KMW was formed in 1999 when the defense division of KraussMaffei Group was spun off and merged with Wegmann & Co. Since 2015, KMW is part of KMW+Nexter Defense Systems.

History
KMW's predecessor company, Krauss-Maffei, started in 1931 from a merger of the two Munich firms of Maffei (founded 1838) and Krauss & Co. (founded 1860). Both belonged to the leading German makers of locomotives of various types. Maffei also built other steam-operated vehicles and, later, manufactured vehicles with combustion engines, including locomotives, trolleybuses and buses. In the 1960s, Kraus-Maffei entered production of armoured fighting vehicles, starting with Leopard 1 tanks for the Bundeswehr.

In 1999 defense production was spun off and merged with Wegmann & Co to form Krauss-Maffei Wegmann. Wegman had a 51% stake and Mannesmann AG, Kraus-Maffei's holding company at the time, had a 49% stake. Siemens acquired Mannesmann's share in 2000.

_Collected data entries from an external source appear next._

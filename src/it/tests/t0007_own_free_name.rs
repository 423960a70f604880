use {
    crate::{
        dbus::{
            Immediate, NameOwnerEvent, RequestNameFlags,
            bus::{RELEASE_NAME, REQUEST_NAME},
        },
        it::{test_error::TestResult, test_expected_event::TestExpectedEvent, testrun::TestRun},
    },
    std::sync::Arc,
};

testcase!();

const NAME: &str = "org.example.Free";

fn test(run: Arc<TestRun>) -> TestResult {
    let conn = run.connect()?;
    let unique = run.unique_name(&conn)?;
    let events = TestExpectedEvent::<NameOwnerEvent>::new();
    let flags = RequestNameFlags::none();
    let owner = conn.own_name(NAME, flags, Arc::new(Immediate), events.pusher())?;
    tassert_eq!(owner.name(), NAME);
    tassert_eq!(events.next()?, NameOwnerEvent::Acquired);
    run.sync(&conn)?;
    events.none()?;
    tassert!(owner.is_owner());
    tassert_eq!(run.bus.owner(NAME), Some(unique));
    tassert_eq!(run.bus.received(REQUEST_NAME), 1);
    tassert_eq!(conn.get_name_owner(NAME)?, conn.unique_name().map(|n| n.to_string()));

    match conn.own_name(":1.99", RequestNameFlags::none(), Arc::new(Immediate), |_| ()) {
        Err(_) => {}
        Ok(_) => bail!("A unique name was accepted as a well-known name"),
    }

    owner.release();
    tassert_eq!(events.next()?, NameOwnerEvent::Lost);
    tassert_eq!(run.bus.received(RELEASE_NAME), 1);
    tassert_eq!(run.bus.owner(NAME), None);
    run.sync(&conn)?;
    events.none()?;
    tassert_eq!(conn.subscription_count(), 0);
    Ok(())
}
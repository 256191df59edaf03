//! Advisory service façade
//!
//! Takes the wire-level request structs, runs them through the [`AiGateway`],
//! applies any requested ranking, and hands finished answers to the store when
//! both a store and a user are present.

use agrisense_core::ranking::rank_remedies;
use agrisense_core::{
    classify, AdvisoryEngine, CropCandidate, GrowthInsight, LandAnalysisResult, OrganicRemedy,
    RankPolicy, Ranking,
};
use chrono::Utc;
use serde::{Deserialize, Serialize};
use std::sync::Arc;

use crate::adapter::{Advice, AiGateway};
use crate::error::StoreError;
use crate::llm::InlineImage;
use crate::store::{
    AdvisoryStore, CropPlan, Dashboard, LandId, LandRecord, RecommendationRecord, RemedyRecord,
    TrackingRecord, UserId,
};

#[derive(Debug, Clone, Default, Serialize, Deserialize)]
#[serde(rename_all = "camelCase", default)]
pub struct LandAnalysisRequest {
    pub description: String,
    pub location: String,
    pub soil_photos: Vec<InlineImage>,
}

#[derive(Debug, Clone, Default, Serialize, Deserialize)]
#[serde(rename_all = "camelCase", default)]
pub struct CropRecommendationRequest {
    pub soil_type: String,
    pub location: String,
    pub season: String,
    pub land_size_acres: f64,
    pub rank_by: Option<RankPolicy>,
    pub limit: Option<usize>,
}

impl CropRecommendationRequest {
    /// `None` keeps the order the source produced.
    pub fn ranking(&self) -> Option<Ranking> {
        if self.rank_by.is_none() && self.limit.is_none() {
            return None;
        }
        Some(Ranking {
            policy: self.rank_by.unwrap_or_default(),
            limit: self.limit,
        })
    }
}

#[derive(Debug, Clone, Default, Serialize, Deserialize)]
#[serde(rename_all = "camelCase", default)]
pub struct GrowthInsightRequest {
    pub crop_name: String,
    pub current_stage: String,
    pub days_since_planting: i64,
    pub health_status: String,
    pub weather_conditions: String,
    pub crop_photos: Vec<InlineImage>,
}

#[derive(Debug, Clone, Default, Serialize, Deserialize)]
#[serde(rename_all = "camelCase", default)]
pub struct OrganicSolutionRequest {
    pub problem: String,
    pub crop_type: String,
    pub severity: String,
}

#[derive(Debug, Clone, Deserialize)]
#[serde(rename_all = "camelCase")]
pub struct CropPlanRequest {
    pub land_id: LandId,
    pub crop: CropCandidate,
}

#[derive(Debug, Clone, Default)]
pub struct AdvisoryService {
    gateway: AiGateway,
    store: Option<Arc<dyn AdvisoryStore>>,
}

impl AdvisoryService {
    pub fn new(gateway: AiGateway) -> Self {
        Self {
            gateway,
            store: None,
        }
    }

    pub fn with_store(mut self, store: Arc<dyn AdvisoryStore>) -> Self {
        self.store = Some(store);
        self
    }

    pub fn gateway(&self) -> &AiGateway {
        &self.gateway
    }

    pub fn has_store(&self) -> bool {
        self.store.is_some()
    }

    fn store_for(&self, user: Option<UserId>) -> Option<(&dyn AdvisoryStore, UserId)> {
        Some((self.store.as_deref()?, user?))
    }

    fn require_store(&self) -> Result<&dyn AdvisoryStore, StoreError> {
        self.store.as_deref().ok_or(StoreError::Unavailable)
    }

    pub async fn analyze_land(
        &self,
        user: Option<UserId>,
        request: &LandAnalysisRequest,
    ) -> Advice<LandAnalysisResult> {
        let advice = self
            .gateway
            .analyze_land_with_photos(&request.description, &request.location, &request.soil_photos)
            .await;

        if let Some((store, user_id)) = self.store_for(user) {
            let record = LandRecord {
                id: LandId::new(),
                user_id,
                location: request.location.clone(),
                description: request.description.clone(),
                analysis: advice.value.clone(),
                provenance: advice.provenance.clone(),
                created_at: Utc::now(),
            };
            report("land analysis", store.save_land(record).await);
        }

        advice
    }

    pub async fn recommend_crops(
        &self,
        user: Option<UserId>,
        request: &CropRecommendationRequest,
    ) -> Advice<Vec<CropCandidate>> {
        let mut advice = self
            .gateway
            .recommend_crops(
                &request.soil_type,
                &request.location,
                &request.season,
                request.land_size_acres,
            )
            .await;

        if let Some(ranking) = request.ranking() {
            advice = advice.map(|crops| ranking.apply(crops));
        }

        if let Some((store, user_id)) = self.store_for(user) {
            let record = RecommendationRecord {
                user_id,
                season: request.season.clone(),
                crops: advice.value.clone(),
                provenance: advice.provenance.clone(),
                created_at: Utc::now(),
            };
            report("crop recommendations", store.save_recommendation(record).await);
        }

        advice
    }

    pub async fn growth_insights(
        &self,
        user: Option<UserId>,
        request: &GrowthInsightRequest,
    ) -> Advice<GrowthInsight> {
        let advice = self
            .gateway
            .growth_insights_with_photos(
                &request.crop_name,
                &request.current_stage,
                request.days_since_planting,
                &request.health_status,
                &request.weather_conditions,
                &request.crop_photos,
            )
            .await;

        if let Some((store, user_id)) = self.store_for(user) {
            let record = TrackingRecord {
                user_id,
                crop_name: request.crop_name.clone(),
                stage: request.current_stage.clone(),
                days_since_planting: request.days_since_planting,
                insight: advice.value.clone(),
                provenance: advice.provenance.clone(),
                created_at: Utc::now(),
            };
            report("growth tracking", store.save_tracking(record).await);
        }

        advice
    }

    pub async fn organic_solution(
        &self,
        user: Option<UserId>,
        request: &OrganicSolutionRequest,
    ) -> Advice<OrganicRemedy> {
        let advice = self
            .gateway
            .organic_solution(&request.problem, &request.crop_type, &request.severity)
            .await;

        if let Some((store, user_id)) = self.store_for(user) {
            let record = RemedyRecord {
                user_id,
                problem: request.problem.clone(),
                crop_type: request.crop_type.clone(),
                severity: request.severity.clone(),
                category: classify(&request.problem),
                remedy: advice.value.clone(),
                provenance: advice.provenance.clone(),
                created_at: Utc::now(),
            };
            report("organic remedy", store.save_remedy(record).await);
        }

        advice
    }

    /// Fixed remedies, most effective first. Never consults the AI.
    pub fn remedy_catalog(&self) -> Vec<OrganicRemedy> {
        rank_remedies(AdvisoryEngine::new().remedy_catalog())
    }

    pub async fn create_crop_plan(
        &self,
        user: UserId,
        request: CropPlanRequest,
    ) -> Result<CropPlan, StoreError> {
        let store = self.require_store()?;
        let plan = CropPlan::active(user, request.land_id, request.crop);
        store.save_crop_plan(plan.clone()).await?;
        tracing::info!(%user, land = %plan.land_id, crop = %plan.crop.name, "crop plan created");
        Ok(plan)
    }

    pub async fn dashboard(&self, user: UserId) -> Result<Dashboard, StoreError> {
        self.require_store()?.dashboard(user).await
    }
}

fn report(what: &'static str, result: Result<(), StoreError>) {
    if let Err(error) = result {
        tracing::warn!("Failed to persist {}: {}", what, error);
    }
}
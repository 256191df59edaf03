//! Error types for the advisor

use agrisense_core::ContractError;
use serde::{Deserialize, Serialize};
use std::time::Duration;
use thiserror::Error;

use crate::store::LandId;

/// Why an AI attempt did not produce a result. Never reaches callers of the
/// advisory operations; it only decides the fallback reason and the log line.
#[derive(Error, Debug)]
pub enum AdvisorError {
    #[error("no completion client configured")]
    Disabled,

    #[error("completion request failed: {0:#}")]
    Transport(anyhow::Error),

    #[error("completion timed out after {0:?}")]
    Timeout(Duration),

    #[error("completion broke its response contract: {0}")]
    Contract(#[from] ContractError),
}

impl AdvisorError {
    pub fn reason(&self) -> FallbackReason {
        match self {
            AdvisorError::Disabled => FallbackReason::Disabled,
            AdvisorError::Transport(_) => FallbackReason::Transport,
            AdvisorError::Timeout(_) => FallbackReason::Timeout,
            AdvisorError::Contract(_) => FallbackReason::Contract,
        }
    }
}

/// Coarse reason a result came from the deterministic engine
#[derive(Debug, Clone, Copy, PartialEq, Eq, Hash, Serialize, Deserialize)]
#[serde(rename_all = "snake_case")]
pub enum FallbackReason {
    Disabled,
    Transport,
    Timeout,
    Contract,
}

/// Persistence collaborator failures
#[derive(Error, Debug, Clone, PartialEq, Eq)]
pub enum StoreError {
    #[error("no advisory store configured")]
    Unavailable,

    #[error("land not found: {0}")]
    LandNotFound(LandId),

    #[error("storage backend error: {0}")]
    Backend(String),
}
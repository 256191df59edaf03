//! AI gateway with deterministic fallback
//!
//! Every operation makes at most one completion attempt, bounded by a timeout.
//! Whatever goes wrong (no client, transport failure, timeout, or output that
//! breaks its contract) the caller gets the [`AdvisoryEngine`] answer instead,
//! tagged with the reason. Callers never see an error.

use agrisense_core::contract;
use agrisense_core::{
    AdvisoryEngine, CropCandidate, GrowthInsight, LandAnalysisResult, OrganicRemedy,
};
use serde::{Deserialize, Serialize};
use std::sync::Arc;
use std::time::Duration;

use crate::config::{AdvisorConfig, DEFAULT_TIMEOUT_SECS};
use crate::error::{AdvisorError, FallbackReason};
use crate::llm::{CompletionClient, CompletionRequest, InlineImage};
use crate::prompts;

/// Where an advisory answer came from
#[derive(Debug, Clone, PartialEq, Eq, Serialize, Deserialize)]
#[serde(tag = "source", rename_all = "snake_case")]
pub enum Provenance {
    Ai { provider: String },
    Fallback { reason: FallbackReason },
}

impl Provenance {
    pub fn is_ai(&self) -> bool {
        matches!(self, Provenance::Ai { .. })
    }

    /// Short label for response headers and log fields
    pub fn label(&self) -> &'static str {
        match self {
            Provenance::Ai { .. } => "ai",
            Provenance::Fallback { .. } => "fallback",
        }
    }
}

/// An advisory value together with its provenance
#[derive(Debug, Clone, PartialEq, Serialize)]
pub struct Advice<T> {
    pub value: T,
    pub provenance: Provenance,
}

impl<T> Advice<T> {
    pub fn map<U>(self, f: impl FnOnce(T) -> U) -> Advice<U> {
        Advice {
            value: f(self.value),
            provenance: self.provenance,
        }
    }
}

type Parser<T> = fn(&str) -> agrisense_core::Result<T>;

#[derive(Debug, Clone)]
pub struct AiGateway {
    client: Option<Arc<dyn CompletionClient>>,
    engine: AdvisoryEngine,
    timeout: Duration,
}

impl Default for AiGateway {
    fn default() -> Self {
        Self::disabled()
    }
}

impl AiGateway {
    pub fn new(client: Option<Arc<dyn CompletionClient>>, timeout: Duration) -> Self {
        Self {
            client,
            engine: AdvisoryEngine::new(),
            timeout,
        }
    }

    /// Engine-only gateway
    pub fn disabled() -> Self {
        Self::new(None, Duration::from_secs(DEFAULT_TIMEOUT_SECS))
    }

    pub fn from_config(config: &AdvisorConfig) -> anyhow::Result<Self> {
        Ok(Self::new(config.build_client()?, config.timeout()))
    }

    pub fn is_ai_enabled(&self) -> bool {
        self.client.is_some()
    }

    pub fn provider_name(&self) -> Option<&str> {
        self.client.as_deref().map(|client| client.name())
    }

    pub fn timeout(&self) -> Duration {
        self.timeout
    }

    pub async fn analyze_land(
        &self,
        description: &str,
        location: &str,
    ) -> Advice<LandAnalysisResult> {
        self.analyze_land_with_photos(description, location, &[])
            .await
    }

    pub async fn analyze_land_with_photos(
        &self,
        description: &str,
        location: &str,
        photos: &[InlineImage],
    ) -> Advice<LandAnalysisResult> {
        self.advise(
            "land_analysis",
            || prompts::land_analysis(description, location, photos),
            contract::parse_land_analysis,
            || self.engine.analyze_land(description, location),
        )
        .await
    }

    /// Candidates in the order the source produced them; ranking is the
    /// caller's choice.
    pub async fn recommend_crops(
        &self,
        soil_type: &str,
        location: &str,
        season: &str,
        land_size_acres: f64,
    ) -> Advice<Vec<CropCandidate>> {
        let acres = sanitize_acres(land_size_acres);
        self.advise(
            "crop_recommendations",
            || prompts::crop_recommendations(soil_type, location, season, acres),
            contract::parse_crop_candidates,
            || self.engine.recommend_crops(soil_type, location, season, acres),
        )
        .await
    }

    pub async fn growth_insights(
        &self,
        crop_name: &str,
        current_stage: &str,
        days_since_planting: i64,
        health_status: &str,
        weather_conditions: &str,
    ) -> Advice<GrowthInsight> {
        self.growth_insights_with_photos(
            crop_name,
            current_stage,
            days_since_planting,
            health_status,
            weather_conditions,
            &[],
        )
        .await
    }

    /// Photos only reach the completion service; the engine ignores them.
    pub async fn growth_insights_with_photos(
        &self,
        crop_name: &str,
        current_stage: &str,
        days_since_planting: i64,
        health_status: &str,
        weather_conditions: &str,
        photos: &[InlineImage],
    ) -> Advice<GrowthInsight> {
        self.advise(
            "growth_insights",
            || {
                prompts::growth_insights(
                    crop_name,
                    current_stage,
                    days_since_planting,
                    health_status,
                    weather_conditions,
                    photos,
                )
            },
            contract::parse_growth_insight,
            || {
                self.engine.growth_insights(
                    crop_name,
                    current_stage,
                    days_since_planting,
                    health_status,
                    weather_conditions,
                )
            },
        )
        .await
    }

    pub async fn organic_solution(
        &self,
        problem: &str,
        crop_type: &str,
        severity: &str,
    ) -> Advice<OrganicRemedy> {
        self.advise(
            "organic_solution",
            || prompts::organic_solution(problem, crop_type, severity),
            contract::parse_organic_remedy,
            || self.engine.organic_solution(problem, crop_type, severity),
        )
        .await
    }

    async fn advise<T>(
        &self,
        operation: &'static str,
        request: impl FnOnce() -> CompletionRequest,
        parse: Parser<T>,
        fallback: impl FnOnce() -> T,
    ) -> Advice<T> {
        match self.attempt(operation, request, parse).await {
            Ok((value, provider)) => Advice {
                value,
                provenance: Provenance::Ai { provider },
            },
            Err(error) => {
                let reason = error.reason();
                if reason == FallbackReason::Disabled {
                    tracing::debug!(operation, "AI disabled; answering from the advisory engine");
                } else {
                    tracing::warn!(
                        operation,
                        ?reason,
                        "AI attempt failed, answering from the advisory engine: {}",
                        error
                    );
                }
                Advice {
                    value: fallback(),
                    provenance: Provenance::Fallback { reason },
                }
            }
        }
    }

    async fn attempt<T>(
        &self,
        operation: &'static str,
        request: impl FnOnce() -> CompletionRequest,
        parse: Parser<T>,
    ) -> Result<(T, String), AdvisorError> {
        let client = self.client.as_ref().ok_or(AdvisorError::Disabled)?;
        let request = request();
        tracing::debug!(
            operation,
            provider = client.name(),
            images = request.images.len(),
            "sending completion request"
        );

        let completion = tokio::time::timeout(self.timeout, client.complete(&request))
            .await
            .map_err(|_| AdvisorError::Timeout(self.timeout))?
            .map_err(AdvisorError::Transport)?;

        tracing::debug!(
            operation,
            provider = %completion.provider,
            tokens = completion.token_cost,
            "completion received"
        );

        let value = parse(&completion.text)?;
        Ok((value, completion.provider))
    }
}

/// Negative, NaN and infinite sizes all become zero acres.
fn sanitize_acres(acres: f64) -> f64 {
    if acres.is_finite() {
        acres.max(0.0)
    } else {
        0.0
    }
}

#[cfg(test)]
mod tests {
    use super::*;
    use crate::llm::Completion;

    #[derive(Debug)]
    struct Canned(&'static str);

    #[async_trait::async_trait]
    impl CompletionClient for Canned {
        fn name(&self) -> &str {
            "canned"
        }

        async fn complete(&self, _request: &CompletionRequest) -> anyhow::Result<Completion> {
            Ok(Completion {
                provider: "canned".to_string(),
                text: self.0.to_string(),
                token_cost: 0,
            })
        }
    }

    #[tokio::test]
    async fn test_disabled_gateway_uses_engine() {
        let gateway = AiGateway::disabled();
        assert!(!gateway.is_ai_enabled());

        let advice = gateway
            .organic_solution("aphid pest infestation", "Okra", "High")
            .await;
        assert_eq!(advice.value.solution_name, "Neem Oil Spray");
        assert_eq!(
            advice.provenance,
            Provenance::Fallback {
                reason: FallbackReason::Disabled
            }
        );
        assert_eq!(advice.provenance.label(), "fallback");
    }

    #[tokio::test]
    async fn test_valid_completion_is_used() {
        let gateway = AiGateway::new(
            Some(Arc::new(Canned(
                r#"Sure! {"solution":"Garlic Chilli Spray","ingredients":["garlic","green chilli"],"instructions":"Blend and strain","effectiveness":4,"applicationMethod":"Spray at dusk"}"#,
            ))),
            Duration::from_secs(1),
        );
        assert_eq!(gateway.provider_name(), Some("canned"));

        let advice = gateway.organic_solution("aphids", "Chilli", "Low").await;
        assert!(advice.provenance.is_ai());
        assert_eq!(advice.value.solution_name, "Garlic Chilli Spray");
    }

    #[tokio::test]
    async fn test_contract_breach_falls_back() {
        let gateway = AiGateway::new(
            Some(Arc::new(Canned(r#"{"insights": []}"#))),
            Duration::from_secs(1),
        );
        let advice = gateway
            .growth_insights("Tomato", "Seedling", 10, "Healthy", "Mild")
            .await;
        assert_eq!(
            advice.provenance,
            Provenance::Fallback {
                reason: FallbackReason::Contract
            }
        );
        assert_eq!(advice.value.next_milestone, "Vegetative growth in 10-15 days");
    }

    #[test]
    fn test_provenance_serialization() {
        let value = serde_json::to_value(Provenance::Fallback {
            reason: FallbackReason::Timeout,
        })
        .unwrap();
        assert_eq!(value, serde_json::json!({"source": "fallback", "reason": "timeout"}));
    }

    #[test]
    fn test_sanitize_acres() {
        assert_eq!(sanitize_acres(-3.0), 0.0);
        assert_eq!(sanitize_acres(f64::NAN), 0.0);
        assert_eq!(sanitize_acres(f64::INFINITY), 0.0);
        assert_eq!(sanitize_acres(2.5), 2.5);
    }

    #[test]
    fn test_advice_map_keeps_provenance() {
        let advice = Advice {
            value: vec![1, 2, 3],
            provenance: Provenance::Ai {
                provider: "x".to_string(),
            },
        };
        let mapped = advice.map(|v| v.len());
        assert_eq!(mapped.value, 3);
        assert!(mapped.provenance.is_ai());
    }
}
//! AgriSense Gateway Binary
//!
//! # Usage
//! ```bash
//! agrisense-gateway [--port 8080] [--host 127.0.0.1] [--config gateway.json] [--verbose]
//! ```

use agrisense_advisor::AdvisorConfig;
use agrisense_gateway::{Gateway, GatewayConfig};
use clap::Parser;
use std::path::PathBuf;
use tracing_subscriber::EnvFilter;

/// AgriSense Gateway - land, crop, growth and remedy advice over HTTP
#[derive(Parser)]
#[command(author, version, about, long_about = None)]
struct Args {
    /// JSON gateway configuration; flags below override it
    #[arg(short, long)]
    config: Option<PathBuf>,

    /// Port to listen on
    #[arg(short, long)]
    port: Option<u16>,

    /// Host to bind to
    #[arg(long)]
    host: Option<String>,

    /// Seconds to wait for the completion provider
    #[arg(long)]
    ai_timeout: Option<u64>,

    /// Do not keep lands, plans or tracking history
    #[arg(long)]
    no_persistence: bool,

    /// Enable verbose debug logging
    #[arg(short, long)]
    verbose: bool,
}

#[tokio::main]
async fn main() -> anyhow::Result<()> {
    let args = Args::parse();
    dotenvy::dotenv().ok();

    if args.verbose {
        tracing_subscriber::fmt()
            .with_env_filter(EnvFilter::new("debug"))
            .with_target(true)
            .with_thread_ids(true)
            .init();
    } else {
        tracing_subscriber::fmt()
            .with_env_filter(
                EnvFilter::try_from_default_env().unwrap_or_else(|_| EnvFilter::new("info")),
            )
            .with_target(false)
            .init();
    }

    let mut config = match &args.config {
        Some(path) => GatewayConfig::from_file(path)?,
        None => GatewayConfig::default().with_advisor(AdvisorConfig::from_env()?),
    };
    if let Some(host) = args.host {
        config = config.with_host(host);
    }
    if let Some(port) = args.port {
        config = config.with_port(port);
    }
    if let Some(secs) = args.ai_timeout {
        config.advisor = config.advisor.with_timeout_secs(secs);
    }
    if args.no_persistence {
        config = config.with_persistence(false);
    }

    print_banner(&config);

    let gateway = Gateway::from_config(config)?;
    gateway.start().await?;

    Ok(())
}

fn print_banner(config: &GatewayConfig) {
    println!();
    println!("AgriSense Gateway v{}", agrisense_gateway::VERSION);
    println!("   http://{}:{}", config.host, config.port);
    println!();
    println!("   GET  /health");
    println!("   POST /api/land/analyze");
    println!("   POST /api/crops/recommend");
    println!("   POST /api/crops/plan");
    println!("   POST /api/growth/insights");
    println!("   POST /api/organic/solution");
    println!("   GET  /api/organic/solutions");
    println!("   GET  /api/dashboard");
    println!();
    println!("Press Ctrl+C to stop the gateway");
    println!();
}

Wegmann Unternehmens-Holding KG based in Kassel bought the Siemens stake in December 2010 to become the sole shareholder of KMW. The family holding is owned by about 26 silent partners. The partners are members of the families Bode, von Braunbehrens, von Maydell and Sethe and are all descendants of the firm's founders or the later owners of Wegmann & Co.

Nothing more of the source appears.